Bullaun stone, Shanbogh, Co. Kilkenny
Co. Kilkenny |
Holy Sites & Wells
In the townland of Shanbogh in County Kilkenny, a bullaun stone sits in the landscape, largely unannounced.
Bullauns are among the more quietly enigmatic survivals of early medieval Ireland: boulders or rock outcrops into which one or more hemispherical hollows have been deliberately ground, typically ranging from a few centimetres to the width of a fist. Their exact purpose has never been settled with certainty. Some are associated with early ecclesiastical sites, where they may have been used for grinding pigments, grain, or medicinal preparations. Others accumulated later layers of folk belief, with the water that collects in the hollow considered curative, and the stones themselves sometimes becoming the focus of pattern day devotions and cursing rituals well into the modern period.

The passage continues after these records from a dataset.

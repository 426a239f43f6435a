pub mod prowl;

use std::fmt;

use async_trait::async_trait;

use crate::app::Result;

pub use prowl::ProwlNotifier;

/// What a notification is about.
#[derive(Debug, Clone, Copy, PartialEq, Eq)]
pub enum Category {
    NewItem,
    DownloadFailed,
}

impl Category {
    pub fn event(&self) -> &'static str {
        match self {
            Category::NewItem => "New download",
            Category::DownloadFailed => "Download failed",
        }
    }
}

impl fmt::Display for Category {
    fn fmt(&self, f: &mut fmt::Formatter<'_>) -> fmt::Result {
        f.write_str(self.event())
    }
}

#[async_trait]
pub trait Notifier {
    async fn notify(&self, category: Category, message: &str) -> Result<()>;
}

/// Send a notification without letting a failure escape.
pub async fn send(notifier: Option<&(dyn Notifier + Send + Sync)>, category: Category, message: &str) {
    if let Some(notifier) = notifier {
        if let Err(e) = notifier.notify(category, message).await {
            tracing::warn!("Notification '{}' failed: {}", category, e);
        }
    }
}
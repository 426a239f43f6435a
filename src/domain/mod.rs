pub mod bucket;
pub mod feed;
pub mod filter;
pub mod item;

pub use bucket::Bucket;
pub use feed::Feed;
pub use filter::{match_url, Filter};
pub use item::FeedItem;
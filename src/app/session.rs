use std::path::{Path, PathBuf};
use std::time::Duration;

use crate::app::Result;
use crate::config::Config;
use crate::domain::{Bucket, Feed, Filter};
use crate::store::{SqliteStore, Store};

/// Process-wide daemon state: configuration, feeds, filters and the
/// download history together with its store.
pub struct Session {
    pub download_folder: PathBuf,
    pub statefile: PathBuf,
    pub check_interval: Duration,
    /// Live bucket capacity; grows during the first pass. 0 is unbounded.
    pub max_bucket_items: usize,
    pub prowl_apikey: Option<String>,
    pub feeds: Vec<Feed>,
    pub filters: Vec<Filter>,
    pub bucket: Bucket,
    dirty: bool,
    store: Box<dyn Store + Send + Sync>,
}

impl Session {
    /// Open the state file named in `config` and load the bucket from it.
    ///
    /// An unusable state file is not fatal: it is moved aside and a fresh
    /// one is started. If that fails too, the history lives in memory only.
    pub fn open(config: Config) -> Result<Self> {
        if let Err(e) = std::fs::create_dir_all(&config.download_folder) {
            tracing::warn!(
                "Cannot create download folder {}: {}",
                config.download_folder.display(),
                e
            );
        }
        let store = open_store(&config.statefile)?;
        Ok(Self::with_store(config, store))
    }

    /// Build a session on `store`. A bucket that cannot be loaded starts
    /// out empty.
    pub fn with_store(config: Config, store: Box<dyn Store + Send + Sync>) -> Self {
        let bucket = store.load_bucket().unwrap_or_else(|e| {
            tracing::error!(
                "Cannot read download history from {}: {}",
                config.statefile.display(),
                e
            );
            Bucket::new()
        });
        tracing::debug!("Loaded {} entries from the download history", bucket.len());

        Self {
            download_folder: config.download_folder,
            statefile: config.statefile,
            check_interval: config.check_interval,
            max_bucket_items: config.max_bucket_items,
            prowl_apikey: config.prowl_apikey,
            feeds: config.feeds,
            filters: config.filters,
            bucket,
            dirty: false,
            store,
        }
    }

    /// Unsaved bucket changes exist.
    pub fn is_dirty(&self) -> bool {
        self.dirty
    }

    /// Raise a bounded capacity by `item_count`. An unbounded bucket stays
    /// unbounded.
    pub fn grow_capacity(&mut self, item_count: usize) {
        if self.max_bucket_items == 0 {
            return;
        }
        self.max_bucket_items = self.max_bucket_items.saturating_add(item_count);
        tracing::trace!("History bucket size changed: {}", self.max_bucket_items);
    }

    /// Remember a finished download and write the history through.
    pub fn record_download(&mut self, url: &str) {
        self.bucket.add(url, self.max_bucket_items);
        self.dirty = true;
        self.persist();
    }

    /// Save the bucket. On failure the session stays dirty, so the next
    /// change or the shutdown retries.
    pub fn persist(&mut self) -> bool {
        match self.store.save_bucket(&self.bucket) {
            Ok(()) => {
                self.dirty = false;
                true
            }
            Err(e) => {
                tracing::error!(
                    "Failed to save download history to {}: {}",
                    self.statefile.display(),
                    e
                );
                false
            }
        }
    }

    /// Final save before exit, if anything is pending.
    pub fn shutdown(&mut self) {
        if self.dirty {
            tracing::info!("Saving download history before shutdown");
            self.persist();
        }
    }
}

fn open_store(statefile: &Path) -> Result<Box<dyn Store + Send + Sync>> {
    let error = match SqliteStore::new(statefile) {
        Ok(store) => return Ok(Box::new(store)),
        Err(e) => e,
    };
    tracing::error!("Cannot open state file {}: {}", statefile.display(), error);

    if statefile.is_file() {
        let mut aside = statefile.as_os_str().to_owned();
        aside.push(".corrupt");
        let aside = PathBuf::from(aside);

        match std::fs::rename(statefile, &aside) {
            Ok(()) => {
                tracing::warn!("Moved unreadable state file to {}", aside.display());
                match SqliteStore::new(statefile) {
                    Ok(store) => return Ok(Box::new(store)),
                    Err(e) => tracing::error!("Cannot create state file {}: {}", statefile.display(), e),
                }
            }
            Err(e) => tracing::error!("Cannot move {} aside: {}", statefile.display(), e),
        }
    }

    tracing::error!("Download history will not be saved this session");
    Ok(Box::new(SqliteStore::in_memory()?))
}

Shanbogh is a small rural townland, and bullaun stones in such settings often survive precisely because they were either too heavy to move conveniently or too locally significant to disturb without misgiving. The Kilkenny landscape holds a considerable number of early medieval traces, reflecting its history as a diocese established in the twelfth century and a region with deep monastic roots stretching back further still. Whether the Shanbogh example is associated with a nearby ecclesiastical enclosure, a holy well, or simply an old field boundary is not currently on record in any publicly accessible form, which places it in a category familiar to anyone who follows Irish field archaeology: present in the official monument register, but largely uncharacterised beyond that bare fact of its existence.